RANSAC is an abbreviation for "RANdom SAmple Consensus". It is an iterative method to estimate parameters of a mathematical model from a set of observed data which contains outliers. It is a non-deterministic algorithm in the sense that it produces a reasonable result only with a certain probability, with this probability increasing as more iterations are allowed. The algorithm was first published by Fischler and Bolles at SRI International in 1981.

A basic assumption is that the data consists of "inliers", i.e., data whose distribution can be explained by some set of model parameters, though may be subject to noise, and "outliers" which are data that do not fit the model. The outliers can come, e.g., from extreme values of the noise or from erroneous measurements or incorrect hypotheses about the interpretation of data. RANSAC also assumes that, given a (usually small) set of inliers, there exists a procedure which can estimate the parameters of a model that optimally explains or fits this data.

## Example

A simple example is fitting of a line in two dimensions to a set of observations. Assuming that this set contains both inliers, i.e., points which approximately can be fitted to a line, and outliers, points which cannot be fitted to this line, a simple least squares method for line fitting will generally produce a line with a bad fit to the inliers. The reason is that it is optimally fitted to all points, including the outliers. RANSAC, on the other hand, can produce a model which is only computed from the inliers, provided that the probability of choosing only inliers in the selection of data is sufficiently high. There is no guarantee for this situation, however, and there are a number of algorithm parameters which must be carefully chosen to keep the level of probability reasonably high.

## Overview

The input to the RANSAC algorithm is a set of observed data values, a parameterized model which can explain or be fitted to the observations, and some confidence parameters.
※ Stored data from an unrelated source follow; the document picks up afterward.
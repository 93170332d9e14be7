//! Cadence Core
//!
//! Platform-agnostic domain types, library queries, and error handling for Cadence.
//!
//! # Architecture
//!
//! The core crate defines:
//! - **Domain Types**: `Track`, `Playlist` and their identifiers
//! - **Library Queries**: search, album/artist grouping, time formatting
//! - **Error Handling**: Unified `CoreError` and `Result` types
//!
//! # Example
//!
//! ```rust
//! use cadence_core::types::{Playlist, Track, TrackId};
//! use cadence_core::library;
//!
//! let track = Track::new(TrackId::new("t1"), "Blue in Green", "file:///music/blue.mp3")
//!     .with_artist("Miles Davis")
//!     .with_album("Kind of Blue");
//!
//! let playlist = Playlist::new("Late Night", vec![track.clone()]).unwrap();
//! assert_eq!(playlist.len(), 1);
//!
//! let hits = library::search(&[track], "miles");
//! assert_eq!(hits.len(), 1);
//! ```

#![forbid(unsafe_code)]
#![warn(missing_docs)]

pub mod error;
pub mod library;
pub mod types;

// Re-export commonly used types
pub use error::{CoreError, Result};
pub use library::{format_time, group_by_album, group_by_artist, search, TrackGroup};
pub use types::{
    Playlist, PlaylistId, Track, TrackId, UNKNOWN_ALBUM, UNKNOWN_ARTIST, UNKNOWN_TITLE,
};
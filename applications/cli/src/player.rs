//! Playback loop
//!
//! Feeds session reports into the controller until the active playlist
//! ends, the track limit is hit, or the user interrupts.

use crate::error::{CliError, Result};
use cadence_core::{format_time, Track};
use cadence_playback::{
    PlaybackController, PlaybackEvent, PlaybackSession, ReportKind, ReportReceiver,
    SessionHandle, TransportState,
};
use std::future::Future;
use tracing::{debug, info, warn};

/// Options for one playback run
#[derive(Debug, Clone, Copy, Default)]
pub struct RunOptions {
    /// Stop after this many tracks have started
    pub max_tracks: Option<usize>,
}

/// Why a run ended
#[derive(Debug, Clone, Copy, PartialEq, Eq)]
pub enum StopReason {
    /// Sequencing ran out of tracks
    PlaylistEnded,
    /// `max_tracks` reached
    TrackLimit,
    /// Shutdown signal received
    Interrupted,
    /// The report channel closed
    SessionClosed,
}

/// Outcome of a playback run
#[derive(Debug, Clone, PartialEq, Eq)]
pub struct RunSummary {
    /// Tracks started, in order
    pub played: Vec<Track>,
    pub reason: StopReason,
}

/// Load `library`, start playback and drive it until it stops
///
/// `shutdown` resolves when the user asks to quit (Ctrl-C in the binary).
pub async fn run<S, F>(
    controller: &mut PlaybackController<S>,
    library: Vec<Track>,
    mut reports: ReportReceiver,
    options: RunOptions,
    shutdown: F,
) -> Result<RunSummary>
where
    S: PlaybackSession,
    F: Future<Output = ()>,
{
    controller
        .dispatch(PlaybackEvent::ReplaceLibrary(library.clone()))
        .await?;
    controller
        .dispatch(PlaybackEvent::SetActivePlaylist(library))
        .await?;

    if options.max_tracks == Some(0) {
        info!("Track limit is zero, nothing to start");
        return Ok(RunSummary {
            played: Vec::new(),
            reason: StopReason::TrackLimit,
        });
    }

    controller.next().await?;
    if controller.state().current_track().is_none() {
        return Err(CliError::NothingToPlay);
    }

    let mut tracker = StartTracker::default();
    tracker.observe(controller);

    tokio::pin!(shutdown);
    let reason = loop {
        tokio::select! {
            () = &mut shutdown => {
                info!("Interrupted");
                break StopReason::Interrupted;
            }
            report = reports.recv() => {
                let Some(report) = report else {
                    break StopReason::SessionClosed;
                };

                let finishing = report.kind == ReportKind::Finished
                    && controller.active_session() == Some(report.session);
                if finishing && options.max_tracks.is_some_and(|max| tracker.played.len() >= max) {
                    break StopReason::TrackLimit;
                }

                if let Err(e) = controller.handle_report(report).await {
                    // Load failures surface here; the state still holds the last good track
                    warn!(error = %e, "Could not advance");
                    controller.shutdown().await;
                    return Err(e.into());
                }

                if let Some(current) = controller.state().current_track() {
                    debug!(
                        track_id = %current.id,
                        position = %format_time(controller.state().position_ms()),
                        duration = %format_time(controller.state().duration_ms()),
                        "Tick"
                    );
                }

                tracker.observe(controller);
                if controller.state().transport() == TransportState::Stopped {
                    break StopReason::PlaylistEnded;
                }
            }
        }
    };

    controller.shutdown().await;

    let played = tracker.played;
    info!(tracks = played.len(), reason = ?reason, "Playback finished");
    Ok(RunSummary { played, reason })
}

/// Records a track each time a new session is loaded
#[derive(Default)]
struct StartTracker {
    last: Option<SessionHandle>,
    played: Vec<Track>,
}

impl StartTracker {
    fn observe<S: PlaybackSession>(&mut self, controller: &PlaybackController<S>) {
        let active = controller.active_session();
        if active.is_none() || active == self.last {
            return;
        }
        self.last = active;

        if let Some(track) = controller.state().current_track() {
            println!("Now playing: {} - {}", track.artist, track.title);
            self.played.push(track.clone());
        }
    }
}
RANSAC achieves its goal by iteratively selecting a random subset of the original data. These data are hypothetical inliers and this hypothesis is then tested as follows:

1. A model is fitted to the sample of hypothetical inliers, i.e. all free parameters of the model are fitted from this sample.
2. All other data are then tested against the fitted model and, those points that fit the estimated model well are considered as part of the consensus set.
3. The estimated model is reasonably good if sufficiently many points have been classified as part of the consensus set.
4. Afterwards, the model may be improved by reestimating it using all members of the consensus set.

This procedure is repeated a fixed number of times, each time producing either a model which is rejected because too few points are part of the consensus set, or a refined model together with a corresponding consensus set size. In the latter case, we keep the refined model if its consensus set is larger than the previously saved model.

## The parameters

The values of parameters t and d[clarification needed] have to be determined from specific requirements related to the application and the data set, possibly based on experimental evaluation. The parameter k (the number of iterations), however, can be determined from a theoretical result. Let p be the probability that the RANSAC algorithm in some iteration selects only inliers from the input data set when it chooses the n points from which the model parameters are estimated. When this happens, the resulting model is likely to be useful so p gives the probability that the algorithm produces a useful result. Let w be the probability of choosing an inlier each time a single point is selected, that is,

w = number of inliers in data / number of points in data

A common case is that w is not well known beforehand, but some rough value can be given. Assuming that the n points needed for estimating a model are selected independently, $w^{n}$ is the probability that all n points are inliers and $1 - w^{n}$ is the probability that at least one of the n points is an outlier, a case which implies that a bad model will be estimated from this point set. That probability to the power of k is the probability that the algorithm never selects a set of n points which all are inliers and this must be the same as $1 - p$. Consequently,

$1 - p = (1 - w^n)^k$

which, after taking the logarithm of both sides, leads to

$k = \frac{\log(1 - p)}{\log(1 - w^n)}$

This result assumes that the n data points are selected independently, that is, a point which has been selected once is replaced and can be selected again in the same iteration. This is often not a reasonable approach and the derived value for k should be taken as an upper limit in the case that the points are selected without replacement. For example, in the case of finding a line which fits the data set illustrated in the above figure, the RANSAC algorithm typically chooses two points in each iteration and computes maybe_model as the line between the points and it is then critical that the two points are distinct.

To gain additional confidence, the standard deviation or multiples thereof can be added to k. The standard deviation of k is defined as

$SD(k) = \frac{\sqrt{1 - w^n}}{w^n}$